All of those messages that put our worth and value up ahead somewhere - “You would be so amazing if …” - teach us that we are not enough.

In telling us that we are not enough right now, they are teaching us that we are Fundamentally. Not. Enough.

We learn that our worth and value have to be earned.

That LOVE has to be earned.

Hear me on that.

Performance-based value teaches us that we have to earn love.

I grew up understanding to my core that love had to be earned.

I cannot tell you how deeply that hurts, nor what a vicious lie it is.

So, this song.

Jonathan and Richard Lee Jackson were the first rays of the light of love that were ever bright enough to shine through my shattered filters.

This song took my breath away the first time I heard it, and when I saw this video, I was struck by the same thing that struck me in the photo of my beloved. 

He is speaking these words into the depths of us.

I was awestruck when this song came to mind after my revelation this morning, when I discovered the way I have always felt in the shadow of people who matter deeply to me.

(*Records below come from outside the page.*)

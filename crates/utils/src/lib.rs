use rand::Rng;

const CHARSET: &[u8] = b"ABCDEFGHIJKLMNOPQRSTUVWXYZ\
                            abcdefghijklmnopqrstuvwxyz\
                            0123456789";

/// Length of the api tokens handed out to `User`s
pub const API_TOKEN_LEN: usize = 40;

/// Random alphanumeric string of the given length
pub fn create_random_secret(secret_len: usize) -> String {
    let mut rng = rand::thread_rng();

    (0..secret_len)
        .map(|_| CHARSET[rng.gen_range(0..CHARSET.len())] as char)
        .collect()
}

pub fn create_api_token() -> String {
    create_random_secret(API_TOKEN_LEN)
}
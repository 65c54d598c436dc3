use super::IEventRepo;
use crate::repos::shared::query_structs::{EventOrderField, EventQuery};
use agenda_domain::{Event, ID};
use chrono::{DateTime, Utc};
use sqlx::{types::Uuid, FromRow, PgPool, Postgres, QueryBuilder};
use tracing::error;

pub struct PostgresEventRepo {
    pool: PgPool,
}

impl PostgresEventRepo {
    pub fn new(pool: PgPool) -> Self {
        Self { pool }
    }
}

#[derive(Debug, FromRow)]
struct EventRaw {
    event_uid: Uuid,
    user_uid: Uuid,
    title: String,
    description: String,
    location: String,
    start_ts: DateTime<Utc>,
    end_ts: DateTime<Utc>,
    is_all_day: bool,
    created: DateTime<Utc>,
    updated: DateTime<Utc>,
}

impl From<EventRaw> for Event {
    fn from(raw: EventRaw) -> Self {
        Self {
            id: raw.event_uid.into(),
            user_id: raw.user_uid.into(),
            title: raw.title,
            description: raw.description,
            location: raw.location,
            start: raw.start_ts,
            end: raw.end_ts,
            is_all_day: raw.is_all_day,
            created: raw.created,
            updated: raw.updated,
        }
    }
}

fn order_column(field: EventOrderField) -> &'static str {
    match field {
        EventOrderField::Start => "start_ts",
        EventOrderField::End => "end_ts",
        EventOrderField::Title => "title",
    }
}

/// Escapes the LIKE wildcards of a user given search term
fn like_pattern(search: &str) -> String {
    let escaped = search
        .replace('\\', "\\\\")
        .replace('%', "\\%")
        .replace('_', "\\_");
    format!("%{}%", escaped)
}

#[async_trait::async_trait]
impl IEventRepo for PostgresEventRepo {
    async fn insert(&self, e: &Event) -> anyhow::Result<()> {
        sqlx::query(
            r#"
            INSERT INTO events(
                event_uid,
                user_uid,
                title,
                description,
                location,
                start_ts,
                end_ts,
                is_all_day,
                created,
                updated
            )
            VALUES($1, $2, $3, $4, $5, $6, $7, $8, $9, $10)
            "#,
        )
        .bind(e.id.inner_ref())
        .bind(e.user_id.inner_ref())
        .bind(&e.title)
        .bind(&e.description)
        .bind(&e.location)
        .bind(e.start)
        .bind(e.end)
        .bind(e.is_all_day)
        .bind(e.created)
        .bind(e.updated)
        .execute(&self.pool)
        .await?;
        Ok(())
    }

    async fn save(&self, e: &Event) -> anyhow::Result<()> {
        sqlx::query(
            r#"
            UPDATE events SET
                title = $2,
                description = $3,
                location = $4,
                start_ts = $5,
                end_ts = $6,
                is_all_day = $7,
                updated = $8
            WHERE event_uid = $1
            "#,
        )
        .bind(e.id.inner_ref())
        .bind(&e.title)
        .bind(&e.description)
        .bind(&e.location)
        .bind(e.start)
        .bind(e.end)
        .bind(e.is_all_day)
        .bind(e.updated)
        .execute(&self.pool)
        .await?;
        Ok(())
    }

    async fn find(&self, event_id: &ID) -> Option<Event> {
        match sqlx::query_as::<_, EventRaw>("SELECT * FROM events WHERE event_uid = $1")
            .bind(event_id.inner_ref())
            .fetch_optional(&self.pool)
            .await
        {
            Ok(event) => event.map(|e| e.into()),
            Err(e) => {
                error!("Unable to find event {}: {:?}", event_id, e);
                None
            }
        }
    }

    async fn find_by_user(&self, query: &EventQuery) -> anyhow::Result<Vec<Event>> {
        let mut builder: QueryBuilder<Postgres> =
            QueryBuilder::new("SELECT * FROM events WHERE user_uid = ");
        builder.push_bind(*query.user_id.inner_ref());
        if let Some(start_after) = query.start_after {
            builder.push(" AND start_ts >= ").push_bind(start_after);
        }
        if let Some(end_before) = query.end_before {
            builder.push(" AND end_ts <= ").push_bind(end_before);
        }
        if let Some((start, end)) = query.touching {
            builder
                .push(" AND end_ts >= ")
                .push_bind(start)
                .push(" AND start_ts <= ")
                .push_bind(end);
        }
        if let Some(is_all_day) = query.is_all_day {
            builder.push(" AND is_all_day = ").push_bind(is_all_day);
        }
        if let Some(search) = &query.search {
            let pattern = like_pattern(search);
            builder
                .push(" AND (title ILIKE ")
                .push_bind(pattern.clone())
                .push(" OR description ILIKE ")
                .push_bind(pattern.clone())
                .push(" OR location ILIKE ")
                .push_bind(pattern)
                .push(")");
        }
        builder
            .push(" ORDER BY ")
            .push(order_column(query.order_by.field))
            .push(if query.order_by.descending {
                " DESC"
            } else {
                " ASC"
            })
            .push(", created ASC");

        let events = builder
            .build_query_as::<EventRaw>()
            .fetch_all(&self.pool)
            .await?;
        Ok(events.into_iter().map(|e| e.into()).collect())
    }

    async fn delete(&self, event_id: &ID) -> Option<Event> {
        match sqlx::query_as::<_, EventRaw>("DELETE FROM events WHERE event_uid = $1 RETURNING *")
            .bind(event_id.inner_ref())
            .fetch_optional(&self.pool)
            .await
        {
            Ok(event) => event.map(|e| e.into()),
            Err(e) => {
                error!("Unable to delete event {}: {:?}", event_id, e);
                None
            }
        }
    }
}
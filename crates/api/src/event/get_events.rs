use crate::error::AgendaError;
use crate::shared::{
    auth::protect_route,
    usecase::{execute, UseCase},
};
use actix_web::{web, HttpRequest, HttpResponse};
use agenda_api_structs::get_events::*;
use agenda_domain::{day_bounds, parse_date, Event, Reminder, User};
use agenda_infra::{AgendaContext, EventOrderField, EventQuery, OrderBy};
use chrono::{DateTime, Utc};

pub async fn get_events_controller(
    http_req: HttpRequest,
    query_params: web::Query<QueryParams>,
    ctx: web::Data<AgendaContext>,
) -> Result<HttpResponse, AgendaError> {
    let user = protect_route(&http_req, &ctx).await?;

    let query = query_params.0;
    let usecase = GetEventsUseCase {
        user,
        start_after: query.start_after,
        end_before: query.end_before,
        date: query.date,
        is_all_day: query.is_all_day,
        search: query.search,
        ordering: query.ordering,
    };

    execute(usecase, &ctx)
        .await
        .map(|(events, reminders)| HttpResponse::Ok().json(APIResponse::new(events, reminders)))
        .map_err(AgendaError::from)
}

#[derive(Debug)]
pub struct GetEventsUseCase {
    pub user: User,
    pub start_after: Option<DateTime<Utc>>,
    pub end_before: Option<DateTime<Utc>>,
    /// `YYYY-MM-DD` in the configured time zone
    pub date: Option<String>,
    pub is_all_day: Option<bool>,
    pub search: Option<String>,
    pub ordering: Option<String>,
}

#[derive(Debug, PartialEq)]
pub enum UseCaseError {
    InvalidDate(String),
    InvalidOrdering(String),
    StorageError,
}

impl From<UseCaseError> for AgendaError {
    fn from(e: UseCaseError) -> Self {
        match e {
            UseCaseError::InvalidDate(date) => Self::BadClientData(format!(
                "The date: {}, is not a valid YYYY-MM-DD date.",
                date
            )),
            UseCaseError::InvalidOrdering(ordering) => Self::BadClientData(format!(
                "Events can not be ordered by: {}. Use start, end or title.",
                ordering
            )),
            UseCaseError::StorageError => Self::InternalError,
        }
    }
}

impl GetEventsUseCase {
    /// All the `Event`s of the `User` ordered by start
    pub fn new(user: User) -> Self {
        Self {
            user,
            start_after: None,
            end_before: None,
            date: None,
            is_all_day: None,
            search: None,
            ordering: None,
        }
    }

    fn query(&self, ctx: &AgendaContext) -> Result<EventQuery, UseCaseError> {
        let mut query = EventQuery::for_user(self.user.id);
        query.start_after = self.start_after;
        query.end_before = self.end_before;
        query.is_all_day = self.is_all_day;
        query.search = self
            .search
            .as_ref()
            .map(|s| s.trim().to_string())
            .filter(|s| !s.is_empty());

        if let Some(date) = self.date.as_ref().filter(|d| !d.trim().is_empty()) {
            let day = parse_date(date).map_err(|_| UseCaseError::InvalidDate(date.clone()))?;
            let bounds = day_bounds(day, &ctx.config.time_zone)
                .ok_or_else(|| UseCaseError::InvalidDate(date.clone()))?;
            query.touching = Some(bounds);
        }
        if let Some(ordering) = self.ordering.as_ref().filter(|o| !o.trim().is_empty()) {
            query.order_by = ordering
                .parse::<OrderBy<EventOrderField>>()
                .map_err(|_| UseCaseError::InvalidOrdering(ordering.clone()))?;
        }
        Ok(query)
    }
}

#[async_trait::async_trait(?Send)]
impl UseCase for GetEventsUseCase {
    type Response = (Vec<Event>, Vec<Reminder>);

    type Error = UseCaseError;

    const NAME: &'static str = "GetEvents";

    async fn execute(&mut self, ctx: &AgendaContext) -> Result<Self::Response, Self::Error> {
        let query = self.query(ctx)?;
        let events = ctx
            .repos
            .events
            .find_by_user(&query)
            .await
            .map_err(|_| UseCaseError::StorageError)?;
        let event_ids = events.iter().map(|e| e.id).collect::<Vec<_>>();
        let reminders = ctx
            .repos
            .reminders
            .find_by_events(&event_ids)
            .await
            .map_err(|_| UseCaseError::StorageError)?;
        Ok((events, reminders))
    }
}

#[cfg(test)]
mod test {
    use super::*;
    use crate::event::CreateEventUseCase;
    use crate::shared::testing::{insert_user, setup, TestContext};
    use agenda_domain::Tz;
    use chrono::{prelude::*, Duration};

    async fn create(ctx: &AgendaContext, user: &User, title: &str, start: DateTime<Utc>) -> Event {
        CreateEventUseCase {
            user: user.clone(),
            title: title.into(),
            description: String::new(),
            location: String::new(),
            start,
            end: start + Duration::hours(1),
            is_all_day: false,
            reminders: vec![],
        }
        .execute(ctx)
        .await
        .unwrap()
        .0
    }

    fn titles(events: &[Event]) -> Vec<&str> {
        events.iter().map(|e| e.title.as_str()).collect()
    }

    #[actix_web::test]
    async fn lists_own_events_with_reminders() {
        let TestContext { ctx, user, .. } = setup().await;
        let start = Utc.with_ymd_and_hms(2025, 10, 8, 14, 0, 0).unwrap();
        create(&ctx, &user, "Later", start + Duration::hours(3)).await;
        create(&ctx, &user, "Sooner", start).await;
        let other = insert_user(&ctx, "bob").await;
        create(&ctx, &other, "Not mine", start).await;

        let mut usecase = GetEventsUseCase::new(user);
        let (events, reminders) = usecase.execute(&ctx).await.unwrap();
        assert_eq!(titles(&events), vec!["Sooner", "Later"]);
        assert_eq!(reminders.len(), 2);

        usecase.ordering = Some("-start".into());
        let (events, _) = usecase.execute(&ctx).await.unwrap();
        assert_eq!(titles(&events), vec!["Later", "Sooner"]);

        usecase.ordering = Some("location".into());
        assert_eq!(
            usecase.execute(&ctx).await.unwrap_err(),
            UseCaseError::InvalidOrdering("location".into())
        );
    }

    #[actix_web::test]
    async fn filters_by_day_in_configured_time_zone() {
        let TestContext { mut ctx, user, .. } = setup().await;
        ctx.config.time_zone = Tz::America__Sao_Paulo;
        // 2025-10-08 23:30 in Sao Paulo
        let late = Utc.with_ymd_and_hms(2025, 10, 9, 2, 30, 0).unwrap();
        create(&ctx, &user, "Late", late).await;
        create(&ctx, &user, "Next day", late + Duration::hours(12)).await;

        let mut usecase = GetEventsUseCase::new(user);
        usecase.date = Some("2025-10-08".into());
        let (events, _) = usecase.execute(&ctx).await.unwrap();
        assert_eq!(titles(&events), vec!["Late"]);

        usecase.date = Some("2025-13-45".into());
        assert!(matches!(
            usecase.execute(&ctx).await,
            Err(UseCaseError::InvalidDate(_))
        ));
    }
}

It’s miraculous to watch this soul who has been such a part of my healing journey speak the truth that I. Am. Worthy. of those I love.

That my dreams are allowed.

That my LOVE is allowed.

These things are completely new to my life,

I never, ever felt anything like them from the people who mattered in my young life.


Healing is a long, slow process.

It requires endless time with my heart, unfailingly kind and loving voices around me, serious boundaries with voices who are advising or directing, and constant reminders of what’s true.

So grateful to finally be choosing voices who heal my heart, rather than those I’ve chosen in the past, who only deepen ancient and familiar wounds.

It matters, the voices we surround ourselves with, the way we spend our time and energy, and the story we’re telling.

I am grateful to finally be telling the one I want to live.